855, 25 septembre. — «Ad illum Casnum».
Charles le Chauve, à la prière de Raoul, évêque de Bourges, confirme l'affectation faite par celui-ci en faveur d'Evrard (Ebrardus), abbé du monastère de Saint-Sulpice, et de ses moines, pour subvenir aux besoins de ces derniers, des «villae» de Chenevières, Berry, «Gradenacum», Guilly, Buxeuil, Allogny, «Bladenaicum», Salbris, du cens de cent quatre-vingts livres de cire et de huit muids de miel qu'ont perçu le comte Gérard (Girardus) et les titulaires du comté à «Obunciacus», de biens sis à [Saint-Éloi de] Gy et à Vignoux, du bourg entier dans la cité de Bourges avec deux chapelles à l'exception de vingt terrains, de cinq moulins, de vignes attenant au monastère, d'un pré, du marché hebdomadaire et des foires, de Theillay, d'Orçay, de Méry, de Neuvy, de terrains et de biens jadis cédés en précaire à Orléans, de Baugy, de deux manses, l'un à Vasselay (?), l'autre à Vailly [ou Veuilly], d'un manse à «Casputeum», des nones et dîmes de la partie du patrimoine abbatial tenu par le comte, met les moines avec leurs biens sous la protection royale et celle de l'immunité, leur abandonne le produit des droits susceptibles d'être perçus sur leurs biens, leur accorde la liberté des élections abbatiales et le droit de porter directement leurs griefs devant le roi.
A. Original perdu.
B. Copie du xviiie s., par Dom Gérou, Bibliothèque nationale, Collection Moreau, vol. 2, fol. 7, avec fac-similé de la première ligne, du monogramme et de la ruche, d'après A.
C. Copie collationnée le 15 décembre 1531 par Jean de Morvillier, «lieutenant-général de Mons. le bailly de Berry», dans un Cahier des privilèges de Saint-Sulpice, Archives du Cher, 4 H 130, n° 1, fol. 1, d'après le cartulaire de Saint-Sulpice.
D. Copie du xviie s., peut-être par Dom Turpin, dans un cahier de papier contenant la copie des trente-deux premières chartes du Cartulaire A de Saint-Sulpice, ibidem, 4 H 9, fol. 1, sous le titre: «Carta de dono Caroli regis», d'après le même cartulaire.
E. Copie du xviie s., par Dom Charles Le Boyer, dans l'Historia monasterii Sancti Sulpicii Bituricensis, Bibliothèque nationale, ms. lat. 13871, p. 44, d'après le même cartulaire.
F. Copie informe de la première moitié du xvie s., Archives du Cher, 4 H 126, n° 4, étroitement apparentée à C.
G. Copie collationnée le 22 septembre 1531, ibidem, 4 H 130, n° 3, fol. 1.
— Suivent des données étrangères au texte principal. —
/// 一批 MultiGet 的待查 key；被 filter 判定不存在的 key 通过 skip_key 标记掉
#[derive(Debug, Clone, Default)]
pub struct MultiGetRange {
    keys: Vec<Vec<u8>>,
    skipped: Vec<bool>,
}

impl MultiGetRange {
    pub fn new<I, K>(keys: I) -> Self
    where
        I: IntoIterator<Item = K>,
        K: AsRef<[u8]>,
    {
        let keys: Vec<Vec<u8>> = keys.into_iter().map(|k| k.as_ref().to_vec()).collect();
        let skipped = vec![false; keys.len()];
        Self { keys, skipped }
    }

    pub fn len(&self) -> usize {
        self.keys.len()
    }

    pub fn is_empty(&self) -> bool {
        self.keys.is_empty()
    }

    pub fn key(&self, i: usize) -> &[u8] {
        &self.keys[i]
    }

    /// 还没被 skip 的 (下标, user key)，保持原始顺序
    pub fn iter(&self) -> impl Iterator<Item = (usize, &[u8])> + '_ {
        self.keys
            .iter()
            .enumerate()
            .filter(|(i, _)| !self.skipped[*i])
            .map(|(i, k)| (i, k.as_slice()))
    }

    pub fn skip_key(&mut self, i: usize) {
        self.skipped[i] = true;
    }

    pub fn is_key_skipped(&self, i: usize) -> bool {
        self.skipped[i]
    }

    pub fn num_remaining(&self) -> usize {
        self.skipped.iter().filter(|s| !**s).count()
    }

    pub fn remaining_keys(&self) -> Vec<&[u8]> {
        self.iter().map(|(_, k)| k).collect()
    }
}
H. Copie informe du milieu du xvie s., ibidem, 4 H 126, n° 3.
I. Copie informe de la deuxième moitié du xvie s., ibidem, 4 H 126, n° 2.
J. Copie du xviie s., Bibliothèque nationale, ms. lat. 13819, fol. 344.
K. Copie partielle de 1674, par Dom Estiennot, Bibliothèque nationale, ms. lat. 12743, p. 282, «ex cartulario Navensi».
L. Copie partielle du xviie s., Bibliothèque nationale, ms. lat. 12698, fol. 318.
a. Recueil des historiens de la France, t. VIII, p. 542, n° cxxxv, «ex chartulario hujus monasterii», vraisemblablement d'après J, mais avec de nombreux amendements et corrections.
b. L. de Kersers, Essai de reconstitution du cartulaire de Saint-Sulpice de Bourges, dans les Mémoires de la Société des Antiquaires du Centre, vol. XXXV (1912), p. 21, n° i, d'après DEJL et une copie de Raynal.
c. J. de Font-Réaulx, Les restaurations de Raoul, archevêque de Bourges. Étude sur deux diplômes de Charles le Chauve, dans les Mémoires de la Société des antiquaires du Centre, vol. XXXVIII (1919), p. 17 du tirage à part, d'après BCDEF et I.
Indiqué : Bréquigny, Table chronologique, t. I, p. 243.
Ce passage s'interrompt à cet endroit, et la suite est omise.